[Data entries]
=======
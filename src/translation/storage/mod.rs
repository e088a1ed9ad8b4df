//! 存储模块
//!
//! 提供翻译结果的内存缓存。

pub mod cache;

pub use cache::{cache_key, CacheConfig, CacheEntry, CacheStats, TranslationCache};
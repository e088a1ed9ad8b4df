//! 翻译模块
//!
//! 翻译请求前端的全部核心逻辑：
//! - **core**: 请求编排服务、提供方客户端、限流器
//! - **pipeline**: 文本分块
//! - **storage**: 翻译结果缓存
//! - **config**: 配置管理
//! - **error**: 错误处理
//!
//! # 基本用法
//!
//! ```rust,no_run
//! use doubao_translator::translation::{ConfigManager, TranslationService};
//!
//! # async fn example() -> Result<(), Box<dyn std::error::Error>> {
//! let config = ConfigManager::new()?.into_config();
//! let service = TranslationService::from_config(&config)?;
//!
//! let outcome = service.translate("Hello, world", "en", "zh").await?;
//! println!("{} (cached: {})", outcome.text, outcome.cached);
//!
//! service.shutdown().await;
//! # Ok(())
//! # }
//! ```

/// 配置管理模块
pub mod config;

/// 核心翻译服务模块
pub mod core;

/// 错误处理模块
pub mod error;

/// 文本处理管道模块
pub mod pipeline;

/// 存储管理模块
pub mod storage;

pub use config::{constants, ConfigManager, TranslationConfig};

pub use core::{
    DoubaoClient, HealthLevel, HealthStatus, ProviderConfig, ProviderError, RateLimiter,
    RateLimiterConfig, ServiceOptions, ServiceStats, TranslationOutcome, TranslationProvider,
    TranslationService,
};

pub use error::{ErrorCategory, ErrorSeverity, TranslationError, TranslationResult};

pub use pipeline::split_text;

pub use storage::{cache_key, CacheConfig, CacheEntry, CacheStats, TranslationCache};
//! docvec CLI - replace text fields in JSON record files with embeddings
//!
//! # Commands
//!
//! ```bash
//! # Enrich one file
//! docvec file docs.json docs.vec.json
//!
//! # Enrich every .json file in a directory into output/<model>/
//! docvec dir ./collection --output-dir output
//!
//! # List fields: each passage in `passages` gets its own vector
//! docvec --field contents --field 'passages[]' dir ./collection
//!
//! # Embed text and show vector stats
//! docvec embed "Who won the 2023 Ashes?"
//! ```

use std::path::PathBuf;

use anyhow::{bail, Context, Result};
use clap::{Parser, Subcommand};
use docvec_lib::{
    batch::{run_batch, BatchConfig},
    embed::{Embedder, ModelKind, OnnxEmbedder},
    enrich::{EnrichmentSpec, FieldSpec},
    pipeline::{CancelToken, Pipeline},
};
use tracing::warn;
use tracing_subscriber::EnvFilter;

#[derive(Parser)]
#[command(name = "docvec")]
#[command(about = "Replace text fields in JSON record collections with embeddings")]
#[command(version)]
struct Cli {
    /// Embedding model: all-minilm-l6-v2, bge-small-en-v1.5 or bge-large-en-v1.5
    #[arg(long, global = true, env = "DOCVEC_MODEL", default_value = "all-minilm-l6-v2")]
    model: ModelKind,

    /// Field to enrich: `name` for a string field, `name[]` for a list of strings
    #[arg(
        short,
        long = "field",
        global = true,
        env = "DOCVEC_FIELDS",
        value_delimiter = ',',
        default_value = "contents"
    )]
    fields: Vec<FieldSpec>,

    #[command(subcommand)]
    command: Commands,
}

#[derive(Subcommand)]
enum Commands {
    /// Enrich a single file
    File {
        /// JSON array of records to read
        input: PathBuf,

        /// Where to write the enriched array
        output: PathBuf,
    },

    /// Enrich every matching file in a directory
    Dir {
        /// Directory containing the input files
        input_dir: PathBuf,

        /// Root of the output tree; files land in <output-dir>/<model>/
        #[arg(short, long, env = "DOCVEC_OUTPUT_DIR", default_value = "output")]
        output_dir: PathBuf,

        /// Only process files with this extension
        #[arg(long, default_value = "json")]
        extension: String,

        /// Reprocess files whose output already exists
        #[arg(long)]
        overwrite: bool,
    },

    /// Embed text and show vector info
    Embed {
        /// Text to embed
        text: String,
    },
}

#[tokio::main]
async fn main() -> Result<()> {
    // Initialize logging
    tracing_subscriber::fmt()
        .with_env_filter(EnvFilter::from_default_env())
        .init();

    let cli = Cli::parse();
    let model = cli.model;
    let spec = EnrichmentSpec::new(cli.fields)?;

    let cancel = CancelToken::new();
    tokio::spawn(cancel_on_ctrl_c(cancel.clone()));
    let pipeline = Pipeline::new(spec).with_cancel(cancel);

    match cli.command {
        Commands::File { input, output } => {
            println!("Loading {model} (first run downloads the model)...");
            println!("Enriching fields [{}] of '{}'", pipeline.spec(), input.display());

            let target = output.clone();
            let count = tokio::task::spawn_blocking(move || -> Result<usize> {
                let mut embedder = OnnxEmbedder::new(model)?;
                Ok(pipeline.process_file(&input, &output, &mut embedder)?)
            })
            .await
            .context("pipeline thread panicked")??;

            println!("Wrote {count} records to '{}'", target.display());
        }

        Commands::Dir {
            input_dir,
            output_dir,
            extension,
            overwrite,
        } => {
            let config = BatchConfig::new(input_dir, output_dir)
                .with_extension(extension)
                .with_overwrite(overwrite);
            println!("Loading {model} (first run downloads the model)...");
            println!(
                "Enriching fields [{}] of *.{} in '{}'",
                pipeline.spec(),
                config.extension,
                config.input_dir.display()
            );

            let report = tokio::task::spawn_blocking(move || -> Result<_> {
                let mut embedder = OnnxEmbedder::new(model)?;
                Ok(run_batch(&pipeline, &config, &mut embedder)?)
            })
            .await
            .context("batch thread panicked")??;

            println!("\n=== Batch summary ===\n");
            for (path, count) in &report.processed {
                println!("  ok       {} ({count} records)", path.display());
            }
            for path in &report.skipped {
                println!("  skipped  {} (output exists)", path.display());
            }
            for err in &report.failed {
                println!("  FAILED   {err}: {}", err.source);
            }
            println!(
                "\n{} processed, {} skipped, {} failed, {} records written",
                report.processed.len(),
                report.skipped.len(),
                report.failed.len(),
                report.records()
            );

            if report.cancelled {
                bail!("batch cancelled");
            }
            if !report.failed.is_empty() {
                bail!("{} file(s) failed", report.failed.len());
            }
        }

        Commands::Embed { text } => {
            println!("Loading {model} (first run downloads the model)...");
            let mut embedder = OnnxEmbedder::new(model)?;
            let embedding = embedder.embed(&text)?;

            println!("\nEmbedding stats ({}):", embedder.model_name());
            println!("  Dimensions: {}", embedding.len());
            println!("  First 5 values: {:?}", &embedding[..embedding.len().min(5)]);
            println!("  Min: {:.4}", embedding.iter().cloned().fold(f32::INFINITY, f32::min));
            println!("  Max: {:.4}", embedding.iter().cloned().fold(f32::NEG_INFINITY, f32::max));
        }
    }

    Ok(())
}

/// Stops processing after the current record on Ctrl-C.
async fn cancel_on_ctrl_c(cancel: CancelToken) {
    if tokio::signal::ctrl_c().await.is_ok() {
        warn!("interrupt received, stopping after the current record");
        cancel.cancel();
    }
}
=======
== Problem details ==
Would you please give the data above again, exactly as it appears?

== Expected answer ==
filename src/translation/storage/mod.rs
repository e088a1ed9ad8b4df
//! 存储模块
//!
//! 提供翻译结果的内存缓存。

pub mod cache;

pub use cache::{cache_key, CacheConfig, CacheEntry, CacheStats, TranslationCache};
repository e088a1ed9ad8b4df
//! 翻译模块
//!
//! 翻译请求前端的全部核心逻辑：
//! - **core**: 请求编排服务、提供方客户端、限流器
//! - **pipeline**: 文本分块
//! - **storage**: 翻译结果缓存
//! - **config**: 配置管理
//! - **error**: 错误处理
//!
//! # 基本用法
//!
//! ```rust,no_run
//! use doubao_translator::translation::{ConfigManager, TranslationService};
//!
//! # async fn example() -> Result<(), Box<dyn std::error::Error>> {
//! let config = ConfigManager::new()?.into_config();
//! let service = TranslationService::from_config(&config)?;
//!
//! let outcome = service.translate("Hello, world", "en", "zh").await?;
//! println!("{} (cached: {})", outcome.text, outcome.cached);
//!
//! service.shutdown().await;
//! # Ok(())
//! # }
//! ```

/// 配置管理模块
pub mod config;

/// 核心翻译服务模块
pub mod core;

/// 错误处理模块
pub mod error;

/// 文本处理管道模块
pub mod pipeline;

/// 存储管理模块
pub mod storage;

pub use config::{constants, ConfigManager, TranslationConfig};

pub use core::{
    DoubaoClient, HealthLevel, HealthStatus, ProviderConfig, ProviderError, RateLimiter,
    RateLimiterConfig, ServiceOptions, ServiceStats, TranslationOutcome, TranslationProvider,
    TranslationService,
};

pub use error::{ErrorCategory, ErrorSeverity, TranslationError, TranslationResult};

pub use pipeline::split_text;

pub use storage::{cache_key, CacheConfig, CacheEntry, CacheStats, TranslationCache};
//! docvec CLI - replace text fields in JSON record files with embeddings
//!
//! # Commands
//!
//! ```bash
//! # Enrich one file
//! docvec file docs.json docs.vec.json
//!
//! # Enrich every .json file in a directory into output/<model>/
//! docvec dir ./collection --output-dir output
//!
//! # List fields: each passage in `passages` gets its own vector
//! docvec --field contents --field 'passages[]' dir ./collection
//!
//! # Embed text and show vector stats
//! docvec embed "Who won the 2023 Ashes?"
//! ```

use std::path::PathBuf;

use anyhow::{bail, Context, Result};
use clap::{Parser, Subcommand};
use docvec_lib::{
    batch::{run_batch, BatchConfig},
    embed::{Embedder, ModelKind, OnnxEmbedder},
    enrich::{EnrichmentSpec, FieldSpec},
    pipeline::{CancelToken, Pipeline},
};
use tracing::warn;
use tracing_subscriber::EnvFilter;

#[derive(Parser)]
#[command(name = "docvec")]
#[command(about = "Replace text fields in JSON record collections with embeddings")]
#[command(version)]
struct Cli {
    /// Embedding model: all-minilm-l6-v2, bge-small-en-v1.5 or bge-large-en-v1.5
    #[arg(long, global = true, env = "DOCVEC_MODEL", default_value = "all-minilm-l6-v2")]
    model: ModelKind,

    /// Field to enrich: `name` for a string field, `name[]` for a list of strings
    #[arg(
        short,
        long = "field",
        global = true,
        env = "DOCVEC_FIELDS",
        value_delimiter = ',',
        default_value = "contents"
    )]
    fields: Vec<FieldSpec>,

    #[command(subcommand)]
    command: Commands,
}

#[derive(Subcommand)]
enum Commands {
    /// Enrich a single file
    File {
        /// JSON array of records to read
        input: PathBuf,

        /// Where to write the enriched array
        output: PathBuf,
    },

    /// Enrich every matching file in a directory
    Dir {
        /// Directory containing the input files
        input_dir: PathBuf,

        /// Root of the output tree; files land in <output-dir>/<model>/
        #[arg(short, long, env = "DOCVEC_OUTPUT_DIR", default_value = "output")]
        output_dir: PathBuf,

        /// Only process files with this extension
        #[arg(long, default_value = "json")]
        extension: String,

        /// Reprocess files whose output already exists
        #[arg(long)]
        overwrite: bool,
    },

    /// Embed text and show vector info
    Embed {
        /// Text to embed
        text: String,
    },
}

#[tokio::main]
async fn main() -> Result<()> {
    // Initialize logging
    tracing_subscriber::fmt()
        .with_env_filter(EnvFilter::from_default_env())
        .init();

    let cli = Cli::parse();
    let model = cli.model;
    let spec = EnrichmentSpec::new(cli.fields)?;

    let cancel = CancelToken::new();
    tokio::spawn(cancel_on_ctrl_c(cancel.clone()));
    let pipeline = Pipeline::new(spec).with_cancel(cancel);

    match cli.command {
        Commands::File { input, output } => {
            println!("Loading {model} (first run downloads the model)...");
            println!("Enriching fields [{}] of '{}'", pipeline.spec(), input.display());

            let target = output.clone();
            let count = tokio::task::spawn_blocking(move || -> Result<usize> {
                let mut embedder = OnnxEmbedder::new(model)?;
                Ok(pipeline.process_file(&input, &output, &mut embedder)?)
            })
            .await
            .context("pipeline thread panicked")??;

            println!("Wrote {count} records to '{}'", target.display());
        }

        Commands::Dir {
            input_dir,
            output_dir,
            extension,
            overwrite,
        } => {
            let config = BatchConfig::new(input_dir, output_dir)
                .with_extension(extension)
                .with_overwrite(overwrite);
            println!("Loading {model} (first run downloads the model)...");
            println!(
                "Enriching fields [{}] of *.{} in '{}'",
                pipeline.spec(),
                config.extension,
                config.input_dir.display()
            );

            let report = tokio::task::spawn_blocking(move || -> Result<_> {
                let mut embedder = OnnxEmbedder::new(model)?;
                Ok(run_batch(&pipeline, &config, &mut embedder)?)
            })
            .await
            .context("batch thread panicked")??;

            println!("\n=== Batch summary ===\n");
            for (path, count) in &report.processed {
                println!("  ok       {} ({count} records)", path.display());
            }
            for path in &report.skipped {
                println!("  skipped  {} (output exists)", path.display());
            }
            for err in &report.failed {
                println!("  FAILED   {err}: {}", err.source);
            }
            println!(
                "\n{} processed, {} skipped, {} failed, {} records written",
                report.processed.len(),
                report.skipped.len(),
                report.failed.len(),
                report.records()
            );

            if report.cancelled {
                bail!("batch cancelled");
            }
            if !report.failed.is_empty() {
                bail!("{} file(s) failed", report.failed.len());
            }
        }

        Commands::Embed { text } => {
            println!("Loading {model} (first run downloads the model)...");
            let mut embedder = OnnxEmbedder::new(model)?;
            let embedding = embedder.embed(&text)?;

            println!("\nEmbedding stats ({}):", embedder.model_name());
            println!("  Dimensions: {}", embedding.len());
            println!("  First 5 values: {:?}", &embedding[..embedding.len().min(5)]);
            println!("  Min: {:.4}", embedding.iter().cloned().fold(f32::INFINITY, f32::min));
            println!("  Max: {:.4}", embedding.iter().cloned().fold(f32::NEG_INFINITY, f32::max));
        }
    }

    Ok(())
}

/// Stops processing after the current record on Ctrl-C.
async fn cancel_on_ctrl_c(cancel: CancelToken) {
    if tokio::signal::ctrl_c().await.is_ok() {
        warn!("interrupt received, stopping after the current record");
        cancel.cancel();
    }
}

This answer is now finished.